Consejero ponente: GUSTAVO EDUARDO GOMEZ ARANGUREN
Bogotá, D.C., veinte (20) de enero de dos mil once (2011).
Radicación número: 25000-23-25-000-2002-04952-01(1594-08)
Actor: MAURICIO MALAGON ROJAS Demandado: MINISTERIO DE DEFENSA NACIONAL Decide la Sala el recurso de apelación interpuesto por el demandante contra la sentencia del 7 de Febrero de 2008, proferida por el Tribunal Administrativo de Cundinamarca, Sección Segunda, Subsección “D” dentro del proceso promovido por Mauricio Malagón Rojas contra la Nación Ministerio de Defensa Nacional, que declaró no probadas la excepciones propuestas y negó las súplicas de la demanda.
ANTECEDENTES Por intermedio de apoderado y en ejercicio de la acción de nulidad y restablecimiento del derecho consagrada en el artículo 85 del C.C.A., el demandante solicitó al Tribunal la nulidad del acto administrativo contenido en el oficio No. 94893 CGFM-DGSM-DL730 de 5 de diciembre de 2001, por el cual la Nación - Ministerio de Defensa Nacionalle negó el derecho a la nivelación salarial.
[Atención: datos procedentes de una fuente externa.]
#![allow(dead_code)]

//! Shared harness for engine integration tests.
//!
//! Builds the full wiring (in-memory store, bus, registry, orchestrator,
//! correlator) around a [`RecordingSender`] double that logs every upstream
//! command and answers with scripted acknowledgements.

use std::collections::HashMap;
use std::sync::{Arc, Mutex};
use std::time::Duration;

use async_trait::async_trait;

use atelier_core::account::Account;
use atelier_core::submit::Message;
use atelier_core::task::{Task, TaskStatus};
use atelier_engine::{
    AccountRegistry, Correlator, DictionaryCache, EngineConfig, LockRegistry, Orchestrator,
    SeenEvents, UpstreamInstance,
};
use atelier_events::TaskBus;
use atelier_gateway::event_data::{
    Attachment, ComponentRow, EventData, InteractionMetadata, MessageComponent,
};
use atelier_gateway::{BlendDimensions, CommandSender, GatewayResult, MessageKind};
use atelier_store::MemoryStore;
use atelier_store::TaskRepository;

// ---------------------------------------------------------------------------
// RecordingSender
// ---------------------------------------------------------------------------

/// Command double: records `method:argument` entries and answers with the
/// scripted response for the method (success by default).
#[derive(Default)]
pub struct RecordingSender {
    calls: Mutex<Vec<String>>,
    responses: Mutex<HashMap<String, Message>>,
    seed_history: Mutex<Vec<EventData>>,
}

impl RecordingSender {
    pub fn new() -> Arc<Self> {
        Arc::new(Self::default())
    }

    pub fn calls(&self) -> Vec<String> {
        self.calls.lock().unwrap().clone()
    }

    pub fn has_call(&self, prefix: &str) -> bool {
        self.calls().iter().any(|c| c.starts_with(prefix))
    }

    pub fn script_response(&self, method: &str, message: Message) {
        self.responses
            .lock()
            .unwrap()
            .insert(method.to_string(), message);
    }

    pub fn script_seed_history(&self, messages: Vec<EventData>) {
        *self.seed_history.lock().unwrap() = messages;
    }

    fn record(&self, method: &str, detail: String) -> Message {
        self.calls.lock().unwrap().push(format!("{method}:{detail}"));
        self.responses
            .lock()
            .unwrap()
            .get(method)
            .cloned()
            .unwrap_or_else(Message::success)
    }
}

#[async_trait]
impl CommandSender for RecordingSender {
    async fn imagine(&self, prompt: &str, _nonce: &str) -> GatewayResult<Message> {
        Ok(self.record("imagine", prompt.to_string()))
    }

    async fn upscale(
        &self,
        message_id: &str,
        index: u8,
        hash: &str,
        _flags: i64,
        _nonce: &str,
    ) -> GatewayResult<Message> {
        Ok(self.record("upscale", format!("{message_id}:{index}:{hash}")))
    }

    async fn variation(
        &self,
        message_id: &str,
        index: u8,
        hash: &str,
        _flags: i64,
        _nonce: &str,
    ) -> GatewayResult<Message> {
        Ok(self.record("variation", format!("{message_id}:{index}:{hash}")))
    }

    async fn reroll(
        &self,
        message_id: &str,
        hash: &str,
        _flags: i64,
        _nonce: &str,
    ) -> GatewayResult<Message> {
        Ok(self.record("reroll", format!("{message_id}:{hash}")))
    }

    async fn action(
        &self,
        message_id: &str,
        custom_id: &str,
        _flags: i64,
        _nonce: &str,
    ) -> GatewayResult<Message> {
        Ok(self.record("action", format!("{message_id}:{custom_id}")))
    }

    async fn modal(
        &self,
        modal_message_id: &str,
        modal_custom_id: &str,
        prompt: &str,
        _nonce: &str,
    ) -> GatewayResult<Message> {
        Ok(self.record("modal", format!("{modal_message_id}:{modal_custom_id}:{prompt}")))
    }

    async fn inpaint(
        &self,
        modal_message_id: &str,
        modal_custom_id: &str,
        prompt: &str,
        _mask_base64: &str,
    ) -> GatewayResult<Message> {
        Ok(self.record("inpaint", format!("{modal_message_id}:{modal_custom_id}:{prompt}")))
    }

    async fn describe(&self, upload_name: &str, _nonce: &str) -> GatewayResult<Message> {
        Ok(self.record("describe", upload_name.to_string()))
    }

    async fn describe_link(&self, link: &str, _nonce: &str) -> GatewayResult<Message> {
        Ok(self.record("describe_link", link.to_string()))
    }

    async fn blend(
        &self,
        upload_names: &[String],
        _dimensions: BlendDimensions,
        _nonce: &str,
    ) -> GatewayResult<Message> {
        Ok(self.record("blend", upload_names.join(",")))
    }

    async fn shorten(&self, prompt: &str, _nonce: &str) -> GatewayResult<Message> {
        Ok(self.record("shorten", prompt.to_string()))
    }

    async fn edit(&self, prompt: &str, _nonce: &str) -> GatewayResult<Message> {
        Ok(self.record("edit", prompt.to_string()))
    }

    async fn retexture(&self, prompt: &str, _nonce: &str) -> GatewayResult<Message> {
        Ok(self.record("retexture", prompt.to_string()))
    }

    async fn video(&self, prompt: &str, motion: &str, _nonce: &str) -> GatewayResult<Message> {
        Ok(self.record("video", format!("{motion}:{prompt}")))
    }

    async fn show(&self, job_id: &str, _nonce: &str, channel_id: &str) -> GatewayResult<Message> {
        Ok(self.record("show", format!("{channel_id}:{job_id}")))
    }

    async fn info(&self, _nonce: &str, channel_id: &str) -> GatewayResult<Message> {
        Ok(self.record("info", channel_id.to_string()))
    }

    async fn setting(&self, _nonce: &str, channel_id: &str) -> GatewayResult<Message> {
        Ok(self.record("setting", channel_id.to_string()))
    }

    async fn setting_select(&self, message_id: &str, value: &str) -> GatewayResult<Message> {
        Ok(self.record("setting_select", format!("{message_id}:{value}")))
    }

    async fn setting_button(
        &self,
        message_id: &str,
        custom_id: &str,
        _nonce: &str,
    ) -> GatewayResult<Message> {
        Ok(self.record("setting_button", format!("{message_id}:{custom_id}")))
    }

    async fn seed(&self, hash: &str, _nonce: &str, channel_id: &str) -> GatewayResult<Message> {
        Ok(self.record("seed", format!("{channel_id}:{hash}")))
    }

    async fn seed_messages(
        &self,
        channel_id: &str,
        _limit: usize,
    ) -> GatewayResult<Vec<EventData>> {
        self.record("seed_messages", channel_id.to_string());
        Ok(self.seed_history.lock().unwrap().clone())
    }

    async fn seed_react(
        &self,
        message_id: &str,
        channel_id: &str,
        emoji: &str,
    ) -> GatewayResult<Message> {
        Ok(self.record("seed_react", format!("{channel_id}:{message_id}:{emoji}")))
    }

    async fn upload(&self, filename: &str, _bytes: Vec<u8>) -> GatewayResult<String> {
        self.record("upload", filename.to_string());
        Ok(format!("uploads/{filename}"))
    }

    async fn send_image(&self, upload_ref: &str, channel_id: &str) -> GatewayResult<String> {
        self.record("send_image", format!("{channel_id}:{upload_ref}"));
        Ok(format!("https://storage.example/{upload_ref}"))
    }
}

// ---------------------------------------------------------------------------
// Harness
// ---------------------------------------------------------------------------

pub struct Harness {
    pub store: Arc<MemoryStore>,
    pub bus: Arc<TaskBus>,
    pub locks: Arc<LockRegistry>,
    pub seen: Arc<SeenEvents>,
    pub registry: Arc<AccountRegistry>,
    pub cache: Arc<DictionaryCache>,
    pub orchestrator: Arc<Orchestrator>,
    pub correlator: Arc<Correlator>,
}

impl Harness {
    pub fn new(config: EngineConfig) -> Self {
        let store = Arc::new(MemoryStore::new());
        let bus = Arc::new(TaskBus::default());
        let locks = LockRegistry::new();
        let seen = Arc::new(SeenEvents::default());
        let registry = AccountRegistry::new();
        let cache = Arc::new(DictionaryCache::new(store.clone()));
        let config = Arc::new(config);
        let orchestrator = Arc::new(Orchestrator::new(
            Arc::clone(&config),
            Arc::clone(&registry),
            store.clone(),
            Arc::clone(&cache),
            Arc::clone(&locks),
            Arc::clone(&bus),
        ));
        let correlator = Arc::new(Correlator::new(
            Arc::clone(&registry),
            store.clone(),
            Arc::clone(&bus),
            Arc::clone(&seen),
            Arc::clone(&locks),
        ));
        Self {
            store,
            bus,
            locks,
            seen,
            registry,
            cache,
            orchestrator,
            correlator,
        }
    }

    /// Spawn and register an instance for `account`; returns its sender.
    pub async fn add_account(&self, account: Account) -> Arc<RecordingSender> {
        let sender = RecordingSender::new();
        let instance = UpstreamInstance::spawn(
            account,
            sender.clone(),
            self.store.clone(),
            Arc::clone(&self.bus),
            Arc::clone(&self.locks),
        );
        self.registry.register(instance).await;
        sender
    }

    pub async fn task(&self, id: &str) -> Task {
        TaskRepository::get(self.store.as_ref(), id)
            .await
            .expect("store read")
            .expect("task exists")
    }

    /// Wait until the task reaches `status` (virtual-time friendly).
    pub async fn wait_status(&self, id: &str, status: TaskStatus, timeout: Duration) -> Task {
        let deadline = tokio::time::Instant::now() + timeout;
        loop {
            let task = self.task(id).await;
            if task.status == status {
                return task;
            }
            assert!(
                tokio::time::Instant::now() < deadline,
                "task {id} stuck in {:?}, wanted {status:?}",
                task.status
            );
            tokio::time::sleep(Duration::from_millis(50)).await;
        }
    }

    /// Wait until `sender` has logged a call starting with `prefix`.
    pub async fn wait_call(&self, sender: &RecordingSender, prefix: &str, timeout: Duration) {
        let deadline = tokio::time::Instant::now() + timeout;
        while !sender.has_call(prefix) {
            assert!(
                tokio::time::Instant::now() < deadline,
                "no call starting with {prefix:?}; got {:?}",
                sender.calls()
            );
            tokio::time::sleep(Duration::from_millis(50)).await;
        }
    }
}

/// A chat account with instant pacing, sized for tests.
pub fn fast_account(channel_id: &str, core_size: usize, fast_queue: usize) -> Account {
    let mut account = Account::new(channel_id, "guild-1");
    account.core_size = core_size;
    account.queue_sizes.fast = fast_queue;
    account.queue_sizes.relax = 0;
    account.queue_sizes.turbo = 0;
    account.allowed_modes = vec![atelier_core::task::SpeedMode::Fast];
    account.interval_secs = 0.0;
    account.after_interval_min_secs = 0.0;
    account.after_interval_max_secs = 0.0;
    account.timeout_minutes = 5;
    account
}

// ---------------------------------------------------------------------------
// Event builders
// ---------------------------------------------------------------------------

pub fn event(id: &str, channel_id: &str, kind: MessageKind, content: &str) -> EventData {
    EventData {
        id: id.to_string(),
        author_id: "upstream-bot".to_string(),
        kind,
        channel_id: channel_id.to_string(),
        content: content.to_string(),
        attachments: Vec::new(),
        components: Vec::new(),
        interaction_metadata: None,
        flags: None,
        referenced_message_id: None,
        nonce: None,
    }
}

pub fn with_nonce(mut event: EventData, nonce: &str) -> EventData {
    event.nonce = Some(nonce.to_string());
    event
}

pub fn with_attachment(mut event: EventData, url: &str) -> EventData {
    event.attachments.push(Attachment {
        url: url.to_string(),
        filename: None,
    });
    event
}

pub fn with_reference(mut event: EventData, message_id: &str) -> EventData {
    event.referenced_message_id = Some(message_id.to_string());
    event
}

pub fn with_interaction(mut event: EventData, interaction_id: &str) -> EventData {
    event.interaction_metadata = Some(InteractionMetadata {
        id: interaction_id.to_string(),
        name: None,
    });
    event
}

/// The standard U1..U4 / V1..V4 / reroll grid under a finished imagine.
pub fn with_grid_buttons(mut event: EventData, hash: &str) -> EventData {
    let mut upscales = Vec::new();
    let mut variations = Vec::new();
    for index in 1..=4 {
        upscales.push(button(
            &format!("MJ::JOB::upsample::{index}::{hash}"),
            &format!("U{index}"),
        ));
        variations.push(button(
            &format!("MJ::JOB::variation::{index}::{hash}"),
            &format!("V{index}"),
        ));
    }
    upscales.push(button(&format!("MJ::JOB::reroll::0::{hash}::SOLO"), ""));
    event.components = vec![
        ComponentRow { components: upscales },
        ComponentRow {
            components: variations,
        },
    ];
    event
}

fn button(custom_id: &str, label: &str) -> MessageComponent {
    MessageComponent {
        custom_id: custom_id.to_string(),
        label: label.to_string(),
        emoji: None,
        style: 2,
        kind: 2,
    }
}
A título de restablecimiento del derecho, pidió que se ordene a la demandada, el reconocimiento y pago de la diferencia salarial, más la incidencia prestacional, asignadas entre el código 3010 grado 17 y la que corresponde por las funciones desempeñadas que equivalen al código 3085 grado 19, de conformidad con los Decretos 031 de 1997, 040 de 1998, 035 de 1999, sentencia
C1433 de octubre 23 de 2000, proferida por la Corte Constitucional y el Decreto 1460 de 2001. Que se de cumplimiento a la sentencia en los términos de los artículos 176, 177 y 178 del C.C.A. Como fundamentos de hecho, el actor afirmó que en ejercicio de las facultades extraordinarias consagradas en el numeral 6° del artículo 248 de la Ley 100 de 1993, el Presidente de la República expidió el Decreto Ley 1301 de 1994, por el cual creó el “Sistema de Salud de las Fuerzas Militares de la Policía Nacional y del personal no uniformado de la Policía Nacional, así como el de sus entidades descentralizadas”, el cual se divide en el subsistema de Salud de las Fuerzas Militares y el de la Policía Nacional. Dicho Decreto, creó el Instituto de Salud de las Fuerzas Militares como establecimiento público de orden nacional, al cual fueron incorporados los servidores públicos del Ministerio de Defensa Nacional, a partir del 1 marzo de 1996, dentro los cuales estuvo el actor. El demandante, era beneficiario del régimen salarial y prestacional consagrado en el Decreto 1214 de 1990, y al ser incorporado a Instituto de Salud de las Fuerzas Militares, sus derechos se restringieron exclusivamente a lo consagrado en el título VI del mencionado Decreto. Al realizar la incorporación, los derechos salariales y prestacionales que devengaba el actor como consecuencia de la aplicación exclusiva de Título VI, ibídem, fueron integrados al salario de acuerdo a código y grado como empleados públicos del orden nacional, por tanto, eran inferiores a los devengados por los
servidores públicos que provenían del Hospital Militar Central. El 17 de enero de 1997 el Congreso de la República expidió la Ley 352 de 1997. En su artículo 53, suprimió el Instituto de Salud de las Fuerzas Militares y ordenó en el artículo 54, que las personas que prestaban sus servicios en el Instituto fueran incorporadas a la planta de Salud del Ministerio de Defensa, dentro de las cuales se encuentra el demandante, con excepción de los que prestaban sus servicios en la unidad prestadora de servicios del Hospital Militar Central. Para efectos de la incorporación se suscribió un acta de acuerdo entre varios actores, en la que se dispuso entre otros tópicos, constituir un grupo de trabajo que estudiara la nivelación salarial, teniendo como parámetro los topes máximos del Decreto 194 de 1997. Este grupo de trabajo expidió un acta final en la que acordaron entre otros temas, la nivelación. En cumplimiento del Acuerdo anterior, en concordancia con los Decretos 031 y 194 de 1997, fue expedido el Decreto 04 de enero 2 de 1998, que aprobó el Acuerdo 007 de la Junta Directiva del Hospital Militar Central, el número de cargos y el código y grado salarial para los servidores públicos provenientes de Instituto de salud de las Fuerzas Militares al Hospital Militar Central, nivelando a más de 70% de los trabajadores del Hospital, quienes se encontraban por debajo del promedio salarial de los demás trabajadores del sector salud, sin embargo, los servidores públicos incorporados a la planta de personal del Ministerio de Defensa, no fueron nivelados y entre ellos se encuentra el demandante.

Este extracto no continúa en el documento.